Achille Zavatta
"J’en reviens à cette année 1953. Jean-Jacques Vital, notoire organisateur de spectacles, vint me trouver un matin à Ivry : « J’ai la possibilité d’avoir Tino Rossi et Jacques Hélian cet été. Est-ce que ça t’intéresse ? Viendrais-tu avec ton Zoo Circus ? ». N’ayant fait aucun projet de tournée, l’idée me séduisit. « Ca marche ! » dis-je à Jean-Jacques.

Le Zoo Circus quitta l’usine désaffectée d’Ivry sous le nom de « Super Circus », cela pour deux raisons : d’abord parce que la mode l’exigeait, on disait « super » à tout va, et puis parce que notre spectacle était exceptionnel par son ampleur.
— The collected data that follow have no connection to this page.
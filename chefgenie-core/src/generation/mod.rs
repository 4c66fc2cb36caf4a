//! Meal plan generation through a structured-output language model.
//!
//! [`RecipeGenerator`] builds prompts and parses plans; the transport sits
//! behind the [`GenerationService`] trait so tests can answer with canned
//! JSON. [`GeminiService`] is the production backend.

mod client;
mod error;
mod gemini;
mod prompt;
mod schema;

pub use client::{parse_recipes, GenerationRequest, GenerationService, RecipeGenerator};
pub use error::GenerationError;
pub use gemini::{GeminiService, DEFAULT_BASE_URL, DEFAULT_MODEL};
pub use prompt::{regeneration_instruction, select_favorites, MAX_FAVORITES};
pub use schema::meal_plan_schema;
Le plus grand qu’on ait jamais vu en France. Il était double : la première partie valait, à elle seule, les programmes que proposaient les autres cirques de l’époque. Deux heures durant, une collection de numéros classiques et célèbres se succédaient, accompagnés par un orchestre traditionnel de douze musiciens.

Au terme d’un entracte de dix minutes pendant lequel un imposant podium hérissé de micros était dressé, débutait la partie variétés, animée par l’orchestre de Jacques Hélian et dont la vedette était Tino. Trente trois musiciens prenaient alors place sur le podium, en même temps que les chœurs : les Hélianes. Jacques était à l’apogée de son succès ; Quant à Tino, plus qu’un artiste, c’était un phénomène social. On ne peut guère imaginer ce qu'il déclenchait. Dès que Tino quittait la scène, l’orchestre de Jacques Hélian, augmenté de ses comiques Patoum et Pierre Brun, prenait le relais. Ce spectacle était vraiment une féérie d’abondance et de qualité.

Jacques touchait trois cent mille anciens francs par jour, Tino autant. A l’époque, c’était énorme. Avec eux deux, j’avais déjà six cent mille francs de plateau à sortir tous les jours. S’y ajoutaient les frais généraux et le paiement de tous les numéros de cirque, mais le Super-Circus prospérait. Nous connûmes, cette année-là, un exceptionnel succès ; des gens brandissaient des liasses de billets pour pouvoir entrer en surnombre, c’était délirant.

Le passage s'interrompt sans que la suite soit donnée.